The buyer was the Hudson's Bay Company, which renamed her Baymaud. She was to be used as a supply vessel for Company outposts in Canada's western Arctic. Prior to her final voyage Baymaud was given a refit in Vancouver, British Columbia. (The work was supervised by Tom Halliday, who later designed the RCMP vessel St. Roch, based on Maud.) In the winter of 1926 she was frozen into the ice at Cambridge Bay, where she sank in 1930. The wreck lay just offshore, across the inlet from the community's former Hudson's Bay Company store. Nearby is the site of the former Cambridge Bay LORAN Tower, built in 1947.
In 1990 the ship was sold by the Hudson's Bay Company to Asker with the expectation that she would be returned to the town. Although a Cultural Properties Export permit was issued, the price tag to repair and move the ship was 230 million kroner ($43,200,000) and the permit expired.[3][4][5]

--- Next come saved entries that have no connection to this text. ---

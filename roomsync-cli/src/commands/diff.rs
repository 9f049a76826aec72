//! `roomsync diff`: list the members a sync would add.

use anyhow::{Context, Result};
use clap::Args;
use tracing::info;

use roomsync_client::RoomsClient;
use roomsync_reconcile::pipeline;

use super::{block_on, print_plan, ConfigArgs};

/// Arguments for `roomsync diff`.
#[derive(Args, Debug)]
pub struct DiffArgs {
    #[command(flatten)]
    pub config: ConfigArgs,

    /// Emit machine-readable JSON.
    #[arg(long)]
    pub json: bool,
}

impl DiffArgs {
    pub fn run(self) -> Result<()> {
        let config = self.config.resolve()?;
        info!(
            source = %config.source_room,
            destination = %config.destination_room,
            "computing diff",
        );
        let client = RoomsClient::from_config(&config).context("failed to build HTTP client")?;

        let plan = block_on(pipeline::plan(&client, &config))?.with_context(|| {
            format!(
                "diff failed for {} -> {}",
                config.source_room, config.destination_room
            )
        })?;
        print_plan(&plan, &config, self.json)
    }
}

In 2011 an Asker-based company, Tandberg Eiendom AS, in the project Maud Returns Home[6] announced a plan to return Maud to Norway. They intend to build a museum in Vollen to house her, near where she was built and had purchased a barge to move her. Concern about the plan came from the community of Cambridge Bay, Parks Canada, the Government of Nunavut, the International Polar Heritage Committee, and some people in her intended destination.[7] Initial refusal of a new export permit from the federal government, on the grounds of a lack of a full archeological study was later reversed on appeal in March 2012.[8][6][9] The salvage operation was under way in the summer of 2015, with a plan to return the hull to Norway in the summer of 2016.[10]
On 31 July 2016 it was reported that the hull of Maud had been raised to the surface and placed on a barge in preparation for shipment to Norway.[11] In August 2017 Maud began the journey back to Norway; she was towed through the Northwest Passage. In September 2017 she arrived in Greenland to stay for the winter.[12][13] Maud arrived in Bergen on 6 August 2018, finally returning to Norway nearly a century after her departure with Amundsen. She was then towed along the Norwegian coast, and arrived at Vollen on 18 August.[14]